Mammalian cell culture is an important bioprocess that directly affects the quality and yield of biopharmaceuticals. Traditionally, condition monitoring of the operation is based on sampling periodically and offline analysis, which is labor intensive, time consuming, and causing time delays. In this work, in situ microscope is investigated for on-line real-time monitoring of the culture process of Chinese hamster ovary cells with focus on investigation of deep learning-based Mask R-CNN algorithm for image analysis. The model is trained by 184 images with 183,040 cells using data augmentation methods and transfer learning technique.
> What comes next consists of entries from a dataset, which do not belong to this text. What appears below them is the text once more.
use std::fmt;
use std::hash::{Hash, Hasher};

/// A metadata token representing a reference to a row of one of the module's tables.
///
/// Tokens consist of a 32-bit value where:
/// - The high byte (bits 24-31) indicates the table type
/// - The low 24 bits (bits 0-23) indicate the 1-based row index within that table
///
/// The table identifiers match ECMA-335 so that tokens embedded in CIL operands keep their
/// usual meaning (`0x06` method definitions, `0x0A` member references, `0x70` user strings).
#[derive(Clone, Copy, PartialEq, Eq, PartialOrd, Ord)]
pub struct Token(pub u32);

impl Token {
    /// Table id of type references (imported types).
    pub const TYPE_REF: u8 = 0x01;
    /// Table id of type definitions.
    pub const TYPE_DEF: u8 = 0x02;
    /// Table id of field definitions.
    pub const FIELD: u8 = 0x04;
    /// Table id of method definitions.
    pub const METHOD_DEF: u8 = 0x06;
    /// Table id of member references (imported methods and fields).
    pub const MEMBER_REF: u8 = 0x0A;
    /// Table id of the user-string heap.
    pub const USER_STRING: u8 = 0x70;

    /// Creates a new token from a raw 32-bit value
    #[must_use]
    pub fn new(value: u32) -> Self {
        Token(value)
    }

    /// Creates a token from a table id and a 1-based row.
    ///
    /// Rows beyond 24 bits are truncated to the row field.
    #[must_use]
    pub fn from_parts(table: u8, row: u32) -> Self {
        Token((u32::from(table) << 24) | (row & 0x00FF_FFFF))
    }

    /// Returns the raw token value
    #[must_use]
    pub fn value(&self) -> u32 {
        self.0
    }

    /// Extracts the table type from the token (high byte)
    #[must_use]
    pub fn table(&self) -> u8 {
        (self.0 >> 24) as u8
    }

    /// Extracts the row index from the token (low 24 bits)
    #[must_use]
    pub fn row(&self) -> u32 {
        self.0 & 0x00FF_FFFF
    }

    /// Returns true if this is a null token (value 0)
    #[must_use]
    pub fn is_null(&self) -> bool {
        self.0 == 0
    }

    /// Returns true if the token names something defined in another module.
    #[must_use]
    pub fn is_reference(&self) -> bool {
        matches!(self.table(), Self::TYPE_REF | Self::MEMBER_REF)
    }
}

impl From<u32> for Token {
    fn from(value: u32) -> Self {
        Token(value)
    }
}

impl From<Token> for u32 {
    fn from(token: Token) -> Self {
        token.0
    }
}

impl fmt::Debug for Token {
    fn fmt(&self, f: &mut fmt::Formatter<'_>) -> fmt::Result {
        write!(
            f,
            "Token(0x{:08x}, table: 0x{:02x}, row: {})",
            self.0,
            self.table(),
            self.row()
        )
    }
}

impl fmt::Display for Token {
    fn fmt(&self, f: &mut fmt::Formatter<'_>) -> fmt::Result {
        write!(f, "0x{:08x}", self.0)
    }
}

impl Hash for Token {
    fn hash<H: Hasher>(&self, state: &mut H) {
        self.0.hash(state);
    }
}

#[cfg(test)]
mod tests {
    use super::*;
    use std::collections::HashMap;

    #[test]
    fn test_token_parts() {
        let token = Token::from_parts(Token::MEMBER_REF, 3);
        assert_eq!(token.value(), 0x0A00_0003);
        assert_eq!(token.table(), 0x0A);
        assert_eq!(token.row(), 3);
        assert!(token.is_reference());

        let token = Token::from_parts(Token::METHOD_DEF, 0x0100_0001);
        assert_eq!(token.row(), 1);
        assert!(!token.is_reference());
    }

    #[test]
    fn test_token_is_null() {
        assert!(Token(0).is_null());
        assert!(!Token(0x0600_0001).is_null());
    }

    #[test]
    fn test_token_from_conversion() {
        let value = 0x0400_0002_u32;
        let token: Token = value.into();
        assert_eq!(token.value(), value);

        let back_to_u32: u32 = token.into();
        assert_eq!(back_to_u32, value);
    }

    #[test]
    fn test_token_display() {
        assert_eq!(format!("{}", Token(0x7000_0001)), "0x70000001");

        let debug_str = format!("{:?}", Token(0x0600_0001));
        assert!(debug_str.contains("Token(0x06000001"));
        assert!(debug_str.contains("table: 0x06"));
        assert!(debug_str.contains("row: 1"));
    }

    #[test]
    fn test_token_ordering_and_hash() {
        let token1 = Token(0x0600_0001);
        let token2 = Token(0x0600_0002);
        let token3 = Token(0x0A00_0001);
        assert!(token1 < token2);
        assert!(token2 < token3);

        let mut map = HashMap::new();
        map.insert(token1, "MoveNext");
        map.insert(token3, "GetKey");
        assert_eq!(map.get(&token1), Some(&"MoveNext"));
        assert_eq!(map.get(&token3), Some(&"GetKey"));
    }
}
Mask R-CNN segmented the clustered cells more effectively than the conventional one combining edge detection, intensity thresholding, and advanced watershed method as well as the multi-scale edge detection method. Its Dice score, accuracy, precision, sensitivity, F1 score, specificity, and relative volume difference reach 0.862, 0.945, 0.901, 0.827, 0.862, 0.977, and 0.082, respectively. The evolution of geometrical features of cells were further analyzed, including equivalent diameter, circularity, aspect ratio, and eccentricity. The result demonstrated the great potential of deep learning technology in analysis of on-line images for optimization and control of the cell culture process.